Younger age at type 2 diabetes diagnosis drives greater mortality, CV risk
Increasing age at type 2 diabetes diagnosis is associated with progressively lower risks for all-cause mortality, macrovascular and microvascular disease, according to findings from a systematic review of 26 studies.
“As early intensive multifactorial risk factor intervention is important for the prevention of long-term macrovascular complications among people with newly diagnosed diabetes, our findings further suggest that this should be sustained long term to minimize risks over time,” Sophia Zoungas, MBBS (Hons), PhD, FRACP, professorial chair of diabetes, vascular health and aging and head of the division of metabolism, aging and genomics at Monash University School of Public Health and Preventive Medicine in Melbourne, Australia, told Healio. “Refined stratification, using age at diagnosis, may provide a method of identifying from diagnosis those at greatest risk for complications who would most benefit from targeted, individualized treatment regimens.”

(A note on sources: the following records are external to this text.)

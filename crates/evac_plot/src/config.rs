use crate::{
    chart::{ChartFormat, ChartOptions},
    constants::{DEFAULT_RENDERED_SERIES, ENV_ROOT_PATH},
    error::{PlotError, Result},
};
use serde::{Deserialize, Serialize};
use std::{
    env,
    path::{Path, PathBuf},
};

/// Top-level config file
#[derive(Debug, Clone, Default, Deserialize, Serialize)]
pub struct Config {
    #[serde(default)]
    pub plot: PlotConfig,
}

#[derive(Debug, Clone, Deserialize, Serialize)]
#[serde(default)]
pub struct PlotConfig {
    /// Directory containing `Experiments/`
    pub root_path: PathBuf,
    /// Embedded dataset (1 or 2), or the selector used in the file name for CSV data
    pub dataset_index: u8,
    /// CSV dataset instead of an embedded one
    pub data_csv: Option<PathBuf>,
    pub rendered_series: usize,
    pub annotate: bool,
    pub show_title: bool,
    pub format: ChartFormat,
    /// Open the chart after saving
    pub show: bool,
    pub create_dirs: bool,
    /// Also write the savings report as JSON
    pub report_json: Option<PathBuf>,
}

impl Default for PlotConfig {
    fn default() -> Self {
        Self {
            root_path: PathBuf::from("."),
            dataset_index: 1,
            data_csv: None,
            rendered_series: DEFAULT_RENDERED_SERIES,
            annotate: false,
            show_title: false,
            format: ChartFormat::Pdf,
            show: true,
            create_dirs: false,
            report_json: None,
        }
    }
}

/// Values given on the command line; `None`/`false` keeps the configured value
#[derive(Debug, Clone, Default)]
pub struct Overrides {
    pub root_path: Option<PathBuf>,
    pub dataset_index: Option<u8>,
    pub data_csv: Option<PathBuf>,
    pub rendered_series: Option<usize>,
    pub annotate: bool,
    pub show_title: bool,
    pub format: Option<ChartFormat>,
    /// Explicit output file; its extension selects the format
    pub output: Option<PathBuf>,
    pub no_show: bool,
    pub create_dirs: bool,
    pub report_json: Option<PathBuf>,
}

impl Config {
    /// Reads a TOML config file. Validation is left to the caller, after
    /// environment and command line overrides are applied.
    pub fn load_from_file(path: &Path) -> Result<Self> {
        let content = std::fs::read_to_string(path).map_err(|e| {
            PlotError::Config(format!(
                "Failed to read config file '{}': {}",
                path.display(),
                e
            ))
        })?;

        let config: Config = toml::from_str(&content).map_err(|e| {
            PlotError::Config(format!(
                "Failed to parse config file '{}': {}",
                path.display(),
                e
            ))
        })?;

        Ok(config)
    }

    /// Applies `EVAC_PLOT_ROOT` when it is set and not blank
    pub fn apply_env(&mut self) -> Result<()> {
        if let Ok(root) = env::var(ENV_ROOT_PATH)
            && !root.trim().is_empty()
        {
            let path = PathBuf::from(root);
            if path.exists() && !path.is_dir() {
                return Err(PlotError::Config(format!(
                    "Root path is not a directory: {}",
                    path.display()
                )));
            }
            self.plot.root_path = path;
        }
        Ok(())
    }

    /// Applies command line values on top of the file and environment
    pub fn apply_overrides(&mut self, overrides: &Overrides) {
        let plot = &mut self.plot;
        if let Some(root) = &overrides.root_path {
            plot.root_path = root.clone();
        }
        if let Some(index) = overrides.dataset_index {
            plot.dataset_index = index;
        }
        if let Some(csv) = &overrides.data_csv {
            plot.data_csv = Some(csv.clone());
        }
        if let Some(n) = overrides.rendered_series {
            plot.rendered_series = n;
        }
        if let Some(json) = &overrides.report_json {
            plot.report_json = Some(json.clone());
        }
        // an explicit format wins over the output file extension
        if let Some(format) = overrides.format {
            plot.format = format;
        } else if let Some(format) = overrides
            .output
            .as_deref()
            .and_then(ChartFormat::from_path)
        {
            plot.format = format;
        }
        plot.annotate |= overrides.annotate;
        plot.show_title |= overrides.show_title;
        plot.create_dirs |= overrides.create_dirs;
        if overrides.no_show {
            plot.show = false;
        }
    }

    pub fn validate(&self) -> Result<()> {
        let plot = &self.plot;

        if plot.data_csv.is_none() && !matches!(plot.dataset_index, 1 | 2) {
            return Err(PlotError::Config(format!(
                "dataset_index must be 1 or 2, got {}",
                plot.dataset_index
            )));
        }

        if plot.rendered_series == 0 || plot.rendered_series > 4 {
            return Err(PlotError::Config(format!(
                "rendered_series must be between 1 and 4, got {}",
                plot.rendered_series
            )));
        }

        Ok(())
    }

    pub fn chart_options(&self) -> ChartOptions {
        ChartOptions {
            rendered_series: self.plot.rendered_series,
            annotate: self.plot.annotate,
            show_title: self.plot.show_title,
            ..Default::default()
        }
    }
}
use std::path::Path;
use std::process::Command;

use log::debug;

use crate::error::{PlotError, Result};

/// Command that opens `path` with the desktop's default application
pub fn opener_command(path: &Path) -> Command {
    #[cfg(target_os = "macos")]
    {
        let mut cmd = Command::new("open");
        cmd.arg(path);
        cmd
    }
    #[cfg(windows)]
    {
        let mut cmd = Command::new("cmd");
        cmd.args(["/C", "start", ""]).arg(path);
        cmd
    }
    #[cfg(not(any(target_os = "macos", windows)))]
    {
        let mut cmd = Command::new("xdg-open");
        cmd.arg(path);
        cmd
    }
}

/// Shows the saved chart. Returns once the opener has been launched.
pub fn show(path: &Path) -> Result<()> {
    if !path.is_file() {
        return Err(PlotError::Viewer {
            path: path.to_path_buf(),
            message: "file does not exist".to_string(),
        });
    }

    let mut cmd = opener_command(path);
    debug!("Launching viewer: {:?}", cmd);
    cmd.spawn().map_err(|e| PlotError::Viewer {
        path: path.to_path_buf(),
        message: e.to_string(),
    })?;
    Ok(())
}

#[cfg(test)]
mod tests {
    use super::*;

    #[test]
    fn test_opener_command_targets_path() {
        let path = Path::new("Experiments/batch_result_1.pdf");
        let cmd = opener_command(path);
        let args: Vec<_> = cmd.get_args().collect();
        assert_eq!(args.last().copied(), Some(path.as_os_str()));
    }

    #[test]
    fn test_show_missing_file() {
        let result = show(Path::new("no_such_dir/batch_result_9.pdf"));
        assert!(matches!(result, Err(PlotError::Viewer { .. })));
    }
}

Zoungas and colleagues analyzed data from 26 observational studies with 1,325,493 adults with type 2 diabetes from 30 countries, conducted through July 2018 (mean age range of participants, 22 to 67 years). Studies assessed the effect of age at diabetes diagnosis on macrovascular and microvascular diabetes complications. Researchers used random-effects meta-analyses with inverse variance weighting to calculate pooled ORs.
“If data [across studies] were not reported in a comparable format, data were obtained from authors, presented as minimally adjusted ORs per 1-year increase in age at diabetes diagnosis, adjusted for current age for each outcome of interest,” the researchers wrote.
Researchers found that age at diabetes diagnosis was inversely associated with risk for all-cause mortality and macrovascular and microvascular disease (P < .001 for all).
Data from five studies showed that each 1-year increase in age at diabetes diagnosis was associated with a 4% decreased risk for all-cause mortality, with an OR of 0.96 (95% CI, 0.94-0.99). Data from eight studies showed that each 1-year increase in age at diabetes diagnosis was associated with a 3% decrease for macrovascular disease, with an OR of 0.97 (95% CI, 0.96-0.98). In assessing microvascular disease across eight studies, researchers found that each 1-year increase in age at diagnosis was associated with a 5% decreased risk, with an OR of 0.95 (95% CI, 0.94-0.96). All results persisted after adjustment for current age.
Assessing data from individual vascular complications across 13 studies, researchers found that each 1-year increase in age at diabetes diagnosis was associated with a 2% decreased risk for coronary heart disease (OR = 0.98; 95% CI, 0.97-0.98), a 2% decreased risk for cerebrovascular disease (OR = 0.98; 95% CI, 0.97-0.99) and a 3% decrease risk for peripheral vascular disease (OR = 0.97; 95% CI, 0.96-0.99). Researchers observed similar findings for decreased risk for retinopathy and neuropathy (P < .001 for both).
“Identification and quantification of the higher risk of mortality and vascular disease conferred by younger age at type 2 diabetes diagnosis may enable risk stratification of people early in the condition, providing greater opportunities for interventions to reduce risk of adverse outcomes,” they wrote.
In a press release announcing the findings, the researchers noted that good glucose and risk factor control is of particular importance across the life span.
“This difference in risk between younger and older people in terms of absolute vs. lifetime risks of type 2 diabetes complications, should perhaps be recognized in diabetes management guidelines, with increased promotion of screening programs in older people with type 2 diabetes and a greater emphasis on preventive measures for younger people with type 2 diabetes,” the researchers said in the release.